The next spacecraft-sputnik launched was designed as if a man were on board. The descent module had the thermal protection cover and life support systems were installed on board. For the first time in the practice of space flight it had to return back to Earth. At that time this problem wasn’t solved either in Soviet Union or in the USA. What is more not only the module had to return but also the passengers of the spacecraft-sputnik – dogs Chaika (Seagull) and Sergey Korolev’s favourite red Lisichka (Foxie).
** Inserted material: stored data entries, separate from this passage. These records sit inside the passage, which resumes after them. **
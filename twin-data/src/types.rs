//! Core data types for captured frames and reconstructed point clouds.
//!
//! These are the CPU-side values handed from capture to reconstruction to
//! scene assembly. They are immutable once produced.

use glam::Vec3;
use std::cmp::Ordering;
use std::path::{Path, PathBuf};

/// A single captured image with camera identity and capture time.
#[derive(Debug, Clone, PartialEq)]
pub struct Frame {
    /// Image file on disk.
    pub path: PathBuf,
    /// Identifier of the camera that captured the image.
    pub camera_id: String,
    /// Capture time in seconds (relative to the start of capture).
    pub timestamp: f64,
}

impl Frame {
    /// Create a new frame.
    pub fn new(path: impl Into<PathBuf>, camera_id: impl Into<String>, timestamp: f64) -> Self {
        Self {
            path: path.into(),
            camera_id: camera_id.into(),
            timestamp,
        }
    }

    /// Image file path.
    pub fn path(&self) -> &Path {
        &self.path
    }
}

/// Order frames by capture time, breaking ties by camera id then path.
///
/// Timestamps use a total order so NaN never panics the sort.
pub fn sort_frames(frames: &mut [Frame]) {
    frames.sort_by(capture_order);
}

fn capture_order(a: &Frame, b: &Frame) -> Ordering {
    a.timestamp
        .total_cmp(&b.timestamp)
        .then_with(|| a.camera_id.cmp(&b.camera_id))
        .then_with(|| a.path.cmp(&b.path))
}

/// A reconstructed point.
#[derive(Debug, Clone, Copy, PartialEq)]
pub struct Point {
    /// Position in world space.
    pub position: Vec3,
    /// RGB color (linear, 0-1 range), if the reconstruction produced one.
    pub color: Option<Vec3>,
    /// Surface normal, if the reconstruction produced one.
    pub normal: Option<Vec3>,
}

impl Point {
    /// Create an uncolored point with no normal.
    pub fn new(position: Vec3) -> Self {
        Self {
            position,
            color: None,
            normal: None,
        }
    }

    pub fn with_color(mut self, color: Vec3) -> Self {
        self.color = Some(color);
        self
    }

    pub fn with_normal(mut self, normal: Vec3) -> Self {
        self.normal = Some(normal);
        self
    }
}

/// An ordered set of reconstructed points.
///
/// An empty cloud means the reconstruction ran and produced nothing; a
/// missing cloud is represented by `Option::None` at the call site.
#[derive(Debug, Clone, Default, PartialEq)]
pub struct PointCloud {
    pub points: Vec<Point>,
}

impl PointCloud {
    pub fn new(points: Vec<Point>) -> Self {
        Self { points }
    }

    pub fn len(&self) -> usize {
        self.points.len()
    }

    pub fn is_empty(&self) -> bool {
        self.points.is_empty()
    }

    /// True when every point has a normal (and there is at least one point).
    pub fn has_normals(&self) -> bool {
        !self.points.is_empty() && self.points.iter().all(|p| p.normal.is_some())
    }

    /// Axis-aligned bounds as (min, max), or `None` for an empty cloud.
    pub fn bounds(&self) -> Option<(Vec3, Vec3)> {
        let first = self.points.first()?.position;
        Some(self.points.iter().fold((first, first), |(min, max), p| {
            (min.min(p.position), max.max(p.position))
        }))
    }
}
However “over the top” it sounds, at least four Soviet cosmonauts owe their lives to these dogs: Vasiliy Lazarev and Oleg Makarov, (in the Soyuz 18a “anomaly” of 5.4.75) and Vladimir Titov and Gennady Strekalov in Soyuz T-10 I of 27.9.83). In each case the emergency recovery system saved their lives, the first two at the height of 192 km when the third stage of their booster failed to operate, and the two others - at the flight pad when the rocket exploded under them. Meanwhile at Baikonur cosmodrome the third spacecraft-sputnik was being prepared for flight. Though in the TASS messages it was referred to as “the second” but what was really important was not the number. It was a complete spacecraft with a much larger set of instruments for realization of scientific research. Study of peculiarities of the animals’ vital signs under space flight conditions, space radiation effects, check of workability of waste recovery system, nutrition, water supply and sanitation. In the pressurized cabin of the spacecraft in addition to two dogs there were two white rats, a lot of white and black mice, seeds of various plants.

Belka and Strelka

On the 16th of August the rocket was moved to the pad, and the launch was planned for the day after. Unexpectedly the main oxygen valve on the launch vehicle was rejected as defective, and the flight was postponed. It was necessary to urgently deliver the new valve by plane from Kuibyshev (nowadays, known as Samara).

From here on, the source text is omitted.